* _Your instructions_: Tell me, please, how many lines in the records below include the word "positions". Give no more than the number.

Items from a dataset
//! Reading the delimited feeds (word lists, source lists, level lists).
//!
//! Opening a file and resolving its header are fatal steps. Everything after
//! that is per record: an unreadable or malformed row becomes a
//! [`Rejection`] on its own [`Line`] and the rest of the file is still read.

use crate::error::{Result, WordDbError};
use crate::validate::{Rejection, RowOutcome};
use csv::{ReaderBuilder, StringRecord, Trim};
use log::debug;
use std::fs::File;
use std::path::Path;

/// One data record of an input file. `number` counts data records from 1,
/// not counting the header.
#[derive(Debug, Clone, PartialEq)]
pub struct Line<T> {
    pub number: u64,
    pub record: RowOutcome<T>,
}

/// A word feed row. Optional columns are `None` when the file has no such
/// column and `Some("")` when the column exists but the cell is blank.
#[derive(Debug, Clone, Default, PartialEq)]
pub struct WordRecord {
    pub word: String,
    pub translation: String,
    pub level: Option<String>,
    pub is_answer: Option<String>,
    pub source: Option<String>,
    pub length: Option<String>,
    pub frequency: Option<String>,
    pub categories: Option<String>,
}

#[derive(Debug, Clone, Default, PartialEq)]
pub struct SourceRecord {
    pub lang: String,
    pub short_name: String,
    pub description: String,
}

/// A `(word, level)` row; the level is still unparsed.
#[derive(Debug, Clone, PartialEq)]
pub struct LevelRecord {
    pub word: String,
    pub level: String,
}

/// A `(word, translation)` row of the two-column converter input.
#[derive(Debug, Clone, PartialEq)]
pub struct PairRecord {
    pub word: String,
    pub translation: String,
}

/// Column positions of a word feed, resolved from its header.
struct WordColumns {
    word: usize,
    translation: usize,
    level: Option<usize>,
    is_answer: Option<usize>,
    source: Option<usize>,
    length: Option<usize>,
    frequency: Option<usize>,
    categories: Option<usize>,
}

impl WordColumns {
    fn resolve(headers: &StringRecord, file: &Path) -> Result<Self> {
        let word = column(headers, "word");
        let translation =
            column(headers, "en_translation").or_else(|| column(headers, "translation"));

        let (Some(word), Some(translation)) = (word, translation) else {
            return Err(WordDbError::MissingColumns {
                file: file.to_path_buf(),
                columns: vec!["word".to_string(), "en_translation".to_string()],
            });
        };

        Ok(Self {
            word,
            translation,
            level: column(headers, "level"),
            is_answer: column(headers, "isAnswer"),
            source: column(headers, "source"),
            length: column(headers, "length"),
            frequency: column(headers, "frequency"),
            categories: column(headers, "categories"),
        })
    }

    fn extract(&self, rec: &StringRecord) -> WordRecord {
        let optional = |idx: Option<usize>| idx.map(|i| field(rec, i));
        WordRecord {
            word: field(rec, self.word),
            translation: field(rec, self.translation),
            level: optional(self.level),
            is_answer: optional(self.is_answer),
            source: optional(self.source),
            length: optional(self.length),
            frequency: optional(self.frequency),
            categories: optional(self.categories),
        }
    }
}

fn column(headers: &StringRecord, name: &str) -> Option<usize> {
    headers.iter().position(|h| h == name)
}

/// Missing trailing cells read as empty.
fn field(rec: &StringRecord, idx: usize) -> String {
    rec.get(idx).unwrap_or_default().to_string()
}

/// Opens a CSV file whose first row is a header. Fields and headers are trimmed
/// and rows may have differing lengths.
fn open_csv(path: &Path) -> Result<csv::Reader<File>> {
    if !path.is_file() {
        return Err(WordDbError::InputFileNotFound(path.to_path_buf()));
    }
    let reader = ReaderBuilder::new()
        .has_headers(true)
        .flexible(true)
        .trim(Trim::All)
        .from_path(path)?;
    Ok(reader)
}

/// Reads every data record, mapping each through `map`. Only I/O failures
/// abort; malformed records become rejected lines.
fn collect_lines<T>(
    reader: &mut csv::Reader<File>,
    mut map: impl FnMut(&StringRecord) -> RowOutcome<T>,
) -> Result<Vec<Line<T>>> {
    let mut lines = Vec::new();
    for (idx, result) in reader.records().enumerate() {
        let record = match result {
            Ok(rec) => map(&rec),
            Err(e) if e.is_io_error() => return Err(e.into()),
            Err(e) => Err(Rejection::Unreadable(e.to_string())),
        };
        lines.push(Line {
            number: idx as u64 + 1,
            record,
        });
    }
    Ok(lines)
}

/// Reads a header-driven word feed. Requires `word` and either
/// `en_translation` or `translation`.
pub fn read_word_records(path: &Path) -> Result<Vec<Line<WordRecord>>> {
    let mut reader = open_csv(path)?;
    let columns = WordColumns::resolve(reader.headers()?, path)?;
    let lines = collect_lines(&mut reader, |rec| Ok(columns.extract(rec)))?;
    debug!("Read {} word records from {:?}", lines.len(), path);
    Ok(lines)
}

/// Reads a header-driven source feed with `lang`, `short_name` and
/// `description` columns.
pub fn read_source_records(path: &Path) -> Result<Vec<Line<SourceRecord>>> {
    let mut reader = open_csv(path)?;
    let headers = reader.headers()?.clone();
    let required = ["lang", "short_name", "description"];
    let positions: Vec<Option<usize>> = required.iter().map(|n| column(&headers, n)).collect();

    let &[Some(lang), Some(short_name), Some(description)] = positions.as_slice() else {
        return Err(WordDbError::MissingColumns {
            file: path.to_path_buf(),
            columns: required.iter().map(|c| c.to_string()).collect(),
        });
    };

    let lines = collect_lines(&mut reader, |rec| {
        Ok(SourceRecord {
            lang: field(rec, lang),
            short_name: field(rec, short_name),
            description: field(rec, description),
        })
    })?;
    debug!("Read {} source records from {:?}", lines.len(), path);
    Ok(lines)
}

/// Reads a positional `word,level` file; the first row is skipped as a header.
pub fn read_level_records(path: &Path) -> Result<Vec<Line<LevelRecord>>> {
    let mut reader = open_csv(path)?;
    let lines = collect_lines(&mut reader, |rec| {
        if rec.len() != 2 {
            return Err(Rejection::FieldCount(rec.len()));
        }
        Ok(LevelRecord {
            word: field(rec, 0),
            level: field(rec, 1),
        })
    })?;
    debug!("Read {} level records from {:?}", lines.len(), path);
    Ok(lines)
}

/// Reads a positional `word,translation` file; the first row is skipped as a
/// header and columns beyond the second are ignored.
pub fn read_pair_records(path: &Path) -> Result<Vec<Line<PairRecord>>> {
    let mut reader = open_csv(path)?;
    let lines = collect_lines(&mut reader, |rec| {
        if rec.len() < 2 {
            return Err(Rejection::FieldCount(rec.len()));
        }
        Ok(PairRecord {
            word: field(rec, 0),
            translation: field(rec, 1),
        })
    })?;
    debug!("Read {} word/translation pairs from {:?}", lines.len(), path);
    Ok(lines)
}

* _Task output_: 3